A Danish court on Friday convicted three leaders of an Iranian Arab separatist group based in the Scandinavian country of spying for Saudi intelligence between 2012 and 2020.

The three, aged 40 to 51 and one of whom is a Danish citizen, are members of the separatist organization ASMLA (Arab Struggle Movement for the Liberation of Ahvaz), which Iran considers a terrorist group.

Their sentencing will be announced in March. They face up to 12 years in prison.

Following a lengthy trial held behind closed doors, the Roskilde court found the trio guilty of “gathering information on individuals and organizations, in Denmark and abroad, as well as on Iranian military affairs, and transmitting this information to a Saudi intelligence service”.

Sunni Saudi Arabia is the main rival in the Middle East of Shia Iran, and Tehran regularly accuses it, along with Israel and the United States, of supporting separatist groups.

A lawyer for one of the three, Gert Dyrn, had argued that the group’s actions were a “legitimate resistance towards an oppressive regime”.

The three have been held in custody in Denmark since February 2020, under special protection due to the nature of their case.
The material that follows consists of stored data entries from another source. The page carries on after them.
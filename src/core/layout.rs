//! On-disk layout of a container.
//!
//! ```text
//! 0                     superblock (bincode), SUPERBLOCK_LEN reserved bytes
//! SUPERBLOCK_LEN        header (bincode), header_len bytes
//! header_size           data block 0
//! header_size + n * B   data block n
//! ```

use crate::config::{MAX_BLOCK_SIZE, MIN_BLOCK_SIZE};
use crate::domain::model::Header;
use crate::domain::ports::BlockStore;
use crate::utils::error::{FsError, Result};
use serde::{Deserialize, Serialize};

pub const MAGIC: [u8; 4] = *b"CFS1";
pub const FORMAT_VERSION: u32 = 1;
pub const SUPERBLOCK_LEN: u64 = 64;

#[derive(Debug, Clone, Copy, PartialEq, Eq, Serialize, Deserialize)]
pub struct Superblock {
    pub magic: [u8; 4],
    pub version: u32,
    pub block_size: u32,
    pub header_size: u64,
    pub header_len: u64,
}

/// Fixed geometry of an open container.
#[derive(Debug, Clone, Copy, PartialEq, Eq)]
pub struct Layout {
    pub block_size: u64,
    pub header_size: u64,
}

impl Layout {
    pub fn block_offset(&self, block: u64, offset_in_block: u64) -> u64 {
        self.header_size + block * self.block_size + offset_in_block
    }

    pub fn header_capacity(&self) -> u64 {
        self.header_size - SUPERBLOCK_LEN
    }

    pub fn container_len(&self, block_count: u64) -> u64 {
        self.header_size + block_count * self.block_size
    }

    pub fn blocks_for(&self, size: u64) -> u64 {
        size.div_ceil(self.block_size)
    }
}

/// Reads and decodes the superblock and header of an existing container.
pub fn read_header<S: BlockStore>(store: &mut S) -> Result<(Layout, Header)> {
    let store_len = store.len()?;
    if store_len < SUPERBLOCK_LEN {
        return Err(corrupt(format!("file is only {} bytes long", store_len)));
    }

    let mut raw = vec![0u8; SUPERBLOCK_LEN as usize];
    store.read_at(0, &mut raw)?;
    let superblock: Superblock = bincode::deserialize(&raw)?;

    if superblock.magic != MAGIC {
        return Err(corrupt("bad magic number".to_string()));
    }
    if superblock.version != FORMAT_VERSION {
        return Err(corrupt(format!(
            "unsupported format version {}",
            superblock.version
        )));
    }

    let layout = Layout {
        block_size: u64::from(superblock.block_size),
        header_size: superblock.header_size,
    };
    if !layout.block_size.is_power_of_two()
        || !(MIN_BLOCK_SIZE..=MAX_BLOCK_SIZE).contains(&layout.block_size)
    {
        return Err(corrupt(format!(
            "block size {} in superblock is out of range",
            layout.block_size
        )));
    }
    if layout.header_size <= SUPERBLOCK_LEN || layout.header_size > store_len {
        return Err(corrupt(format!(
            "header size {} does not fit a {} byte container",
            layout.header_size, store_len
        )));
    }
    if superblock.header_len > layout.header_capacity() {
        return Err(corrupt(format!(
            "header length {} exceeds capacity {}",
            superblock.header_len,
            layout.header_capacity()
        )));
    }

    let mut raw = vec![0u8; superblock.header_len as usize];
    store.read_at(SUPERBLOCK_LEN, &mut raw)?;
    let header: Header = bincode::deserialize(&raw)?;

    let expected = header
        .block_count
        .checked_mul(layout.block_size)
        .and_then(|data| data.checked_add(layout.header_size))
        .ok_or_else(|| corrupt(format!("block count {} is out of range", header.block_count)))?;
    if store_len < expected {
        return Err(corrupt(format!(
            "container is {} bytes but {} blocks need {}",
            store_len, header.block_count, expected
        )));
    }

    Ok((layout, header))
}

fn corrupt(message: String) -> FsError {
    FsError::CorruptContainer { message }
}

/// Encodes and writes the header. Nothing is written when it does not fit.
pub fn write_header<S: BlockStore>(store: &mut S, layout: &Layout, header: &Header) -> Result<u64> {
    let encoded = bincode::serialize(header)?;
    let header_len = encoded.len() as u64;

    if header_len > layout.header_capacity() {
        return Err(FsError::HeaderOverflow {
            required: header_len,
            capacity: layout.header_capacity(),
        });
    }

    let block_size = u32::try_from(layout.block_size).map_err(|_| FsError::ConfigError {
        message: format!("block size {} does not fit in the superblock", layout.block_size),
    })?;
    let superblock = Superblock {
        magic: MAGIC,
        version: FORMAT_VERSION,
        block_size,
        header_size: layout.header_size,
        header_len,
    };

    store.write_at(SUPERBLOCK_LEN, &encoded)?;
    store.write_at(0, &bincode::serialize(&superblock)?)?;

    Ok(header_len)
}

#[cfg(test)]
mod tests {
    use super::*;
    use crate::adapters::MemoryStore;

    fn layout() -> Layout {
        Layout {
            block_size: 512,
            header_size: 4096,
        }
    }

    #[test]
    fn test_superblock_fits_reserved_space() {
        let superblock = Superblock {
            magic: MAGIC,
            version: FORMAT_VERSION,
            block_size: 4096,
            header_size: 65536,
            header_len: 100,
        };
        assert!(bincode::serialized_size(&superblock).unwrap() <= SUPERBLOCK_LEN);
    }

    #[test]
    fn test_header_survives_store() {
        let mut store = MemoryStore::new();
        let mut header = Header::new();
        header.block_count = 0;
        header.free_blocks.insert(3);

        store.set_len(4096).unwrap();
        write_header(&mut store, &layout(), &header).unwrap();

        let (read_layout, read_header) = read_header(&mut store).unwrap();
        assert_eq!(read_layout, layout());
        assert_eq!(read_header, header);
    }

    #[test]
    fn test_bad_magic_is_corrupt() {
        let mut store = MemoryStore::from_bytes(vec![7u8; 4096]);
        assert!(matches!(
            read_header(&mut store),
            Err(FsError::CorruptContainer { .. }) | Err(FsError::EncodingError(_))
        ));
    }

    #[test]
    fn test_overflow_writes_nothing() {
        let tiny = Layout {
            block_size: 512,
            header_size: SUPERBLOCK_LEN + 8,
        };
        let mut store = MemoryStore::new();
        let result = write_header(&mut store, &tiny, &Header::new());
        assert!(matches!(result, Err(FsError::HeaderOverflow { .. })));
        assert_eq!(store.len().unwrap(), 0);
    }

    /// A valid 8 KiB container image whose superblock has been edited by `patch`.
    fn image_with(patch: impl FnOnce(&mut Superblock)) -> MemoryStore {
        let mut store = MemoryStore::new();
        store.set_len(8192).unwrap();
        write_header(&mut store, &layout(), &Header::new()).unwrap();

        let mut bytes = store.into_inner();
        let mut superblock: Superblock =
            bincode::deserialize(&bytes[..SUPERBLOCK_LEN as usize]).unwrap();
        patch(&mut superblock);
        let encoded = bincode::serialize(&superblock).unwrap();
        bytes[..encoded.len()].copy_from_slice(&encoded);
        MemoryStore::from_bytes(bytes)
    }

    fn assert_corrupt(store: &mut MemoryStore) {
        let result = read_header(store);
        assert!(
            matches!(result, Err(FsError::CorruptContainer { .. })),
            "unexpected result: {:?}",
            result.map(|(layout, _)| layout)
        );
    }

    #[test]
    fn test_untouched_image_reads_back() {
        let mut store = image_with(|_| {});
        assert!(read_header(&mut store).is_ok());
    }

    #[test]
    fn test_block_size_out_of_range_is_corrupt() {
        for block_size in [0, 8, 1000, 1 << 21] {
            assert_corrupt(&mut image_with(|sb| sb.block_size = block_size));
        }
    }

    #[test]
    fn test_header_size_beyond_store_is_corrupt() {
        assert_corrupt(&mut image_with(|sb| {
            sb.header_size = 1 << 46;
            sb.header_len = 1 << 45;
        }));
        assert_corrupt(&mut image_with(|sb| sb.header_size = SUPERBLOCK_LEN));
    }

    #[test]
    fn test_header_len_beyond_header_region_is_corrupt() {
        assert_corrupt(&mut image_with(|sb| sb.header_len = 4096));
    }

    #[test]
    fn test_block_count_overflow_is_corrupt() {
        let mut header = Header::new();
        header.block_count = u64::MAX / 2;
        let mut store = MemoryStore::new();
        store.set_len(8192).unwrap();
        write_header(&mut store, &layout(), &header).unwrap();
        assert_corrupt(&mut store);

        header.block_count = 100;
        write_header(&mut store, &layout(), &header).unwrap();
        assert_corrupt(&mut store);
    }

    #[test]
    fn test_offsets() {
        let layout = layout();
        assert_eq!(layout.block_offset(0, 0), 4096);
        assert_eq!(layout.block_offset(2, 10), 4096 + 1024 + 10);
        assert_eq!(layout.blocks_for(0), 0);
        assert_eq!(layout.blocks_for(512), 1);
        assert_eq!(layout.blocks_for(513), 2);
    }
}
Their identities have not been disclosed.

The case dates back to 2018 when one of the three was the target of a foiled attack on Danish soil believed to be sponsored by the Iranian regime in retaliation for the killing of 24 people in Ahvaz, southwestern Iran, in September 2018.

Tehran formally denied the attack plan in Denmark, but in 2020 a Danish court jailed a Norwegian-Iranian for seven years for his role in the plot.

That attack put Danish authorities on the trail of the trio’s ASMLA activities.

Almost a year-and-a-half later, Danish authorities announced they had charged the head of the ASMLA and two other exiled members in Denmark.

The Danish government summoned Saudi Arabia’s ambassador to Copenhagen and an official protest was lodged with Riyadh, as Danish intelligence services accused their Saudi counterparts of financing illegal operations conducted by the group.

The Roskilde court found the ASMLA leaders “guilty of creating an intelligence unit for a Saudi intelligence service over a period of several years”, based among other places at an address in the Copenhagen suburb of Ringsted.

The trio was also convicted of “promoting terrorism” for supporting the activities of ASMLA’s armed branch.

The jury found that “the actions and attacks of these movements are terrorist attacks which exceed the limits of legitimate freedom fighting”.

Finally, they were also convicted of “financing and attempted financing of terrorism”, for having received 15 million kroner (two million euros) from a Saudi intelligence agency as well as having tried to obtain another 15 million from the same source.

The money was aimed at financing ASMLA’s activities, the court found.

Lawyer Gert Dyrn has accused the Danish legal system of playing into Tehran’s hands.

“We are here — all of us, in fact — as lackeys of the Iranian regime”, he had said on the sidelines of the trial.